Une rencontre de la commission de partenariat public privé ( PPP) s’est tenu ce mardi 24 décembre 2019 à la Primature, à Ouagadougou avec pour objectif l’examen du rapport de mise en œuvre du programme PPP précédent et l’examen aussi d’un nouveau programme  PPP.

C’est le Premier ministre Christophe Dabiré qui a présidé la rencontre

C’est en présence du Premier ministre Christophe Dabiré e des hommes de médias que la commission PPP s’est réunie dans la matinée de ce 24 décembre 2019 à la Primature.

Pour Édith Clémence Yaka, ministre déléguée au budget, dans le programme PPP précédent, il avait 94 projets inscrits et adoptés en 2016 et mis en œuvre en 2018 dont on peut noter la réalisation de 5 projets (taux de réalisation 5%).

La ministre Édith Clémence Yaka expliquant à la presse les raisons du faible taux de réalisation du programme PPP précédent

Pour expliquer ce faible taux, la ministre a souligné que c’est une matière assez nouvelle donc les acteurs font leurs premiers pas. ll y a eu beaucoup d’insuffisances et de difficultés lors la mise en œuvre.

La non maturité des dossiers, les acteurs n’étaient pas assez outillés pour conduire le processus, un type de PPP privilégié pour  94 projets, sont entre autres les difficultés rencontrées lors la mise en œuvre du programme.
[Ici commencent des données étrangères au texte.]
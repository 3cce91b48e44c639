use miette::Diagnostic;
use thiserror::Error;

/// Structural bugs detected while operating on a pattern matrix. None of
/// these can be produced by rules that passed the subject-reduction check.
#[derive(Error, Diagnostic, Debug)]
pub enum MatrixError {
    #[error("Unexpected {term} at the head of a default-matrix row")]
    #[diagnostic(code("D-001"))]
    BadDefaultHead { term: String },
    #[error("Pattern variable {name} is applied to non-variable arguments")]
    #[diagnostic(code("D-002"))]
    PattArgsNotVariables { name: String },
}
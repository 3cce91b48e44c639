use crate::metas::MetaCtx;

pub trait ContainsMetas {
    /// Whether an uninstantiated metavariable is reachable without crossing
    /// an instantiated one, i.e. after unfolding solutions.
    fn contains_metas(&self, metas: &MetaCtx) -> bool;
}

impl<T: ContainsMetas> ContainsMetas for Box<T> {
    fn contains_metas(&self, metas: &MetaCtx) -> bool {
        (**self).contains_metas(metas)
    }
}

impl<T: ContainsMetas> ContainsMetas for Option<T> {
    fn contains_metas(&self, metas: &MetaCtx) -> bool {
        self.as_ref().is_some_and(|x| x.contains_metas(metas))
    }
}

impl<T: ContainsMetas> ContainsMetas for Vec<T> {
    fn contains_metas(&self, metas: &MetaCtx) -> bool {
        self.iter().any(|x| x.contains_metas(metas))
    }
}
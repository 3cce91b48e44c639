pub mod decls;
pub mod ident;
pub mod metas;
pub mod term;
pub mod traits;
pub mod tree;

pub use decls::*;
pub use ident::*;
pub use metas::*;
pub use term::*;
pub use traits::*;
pub use tree::*;

pub type HashMap<K, V> = fxhash::FxHashMap<K, V>;
pub type HashSet<V> = fxhash::FxHashSet<V>;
“Tirant leçon de cela, il y a des actions qui ont permis de mettre à la disposition des acteurs, des points focaux des ministères, un dossier d’appel type pour les PPP, un contrat type pour les PPP, et aussi nous sommes en train de relire la lois sur les PPP que nous allons soumettre au cours de l’année 2020 à l’Assemblée nationale pour améliorer le cadre juridique. Et tout cela aidant, nous avons abouti à un nouveau programme que nous avons validé et qui ira en conseil des ministre pour adoption”, a indiqué la ministre Yaka.

Achevant ses propos, elle a précisé qu’ils ont privilégié une modalité de PPP appelée BOT ( Build Operat and Transfert) c’est-à-dire que le privé construit, il exploite et il transfère  à l’État.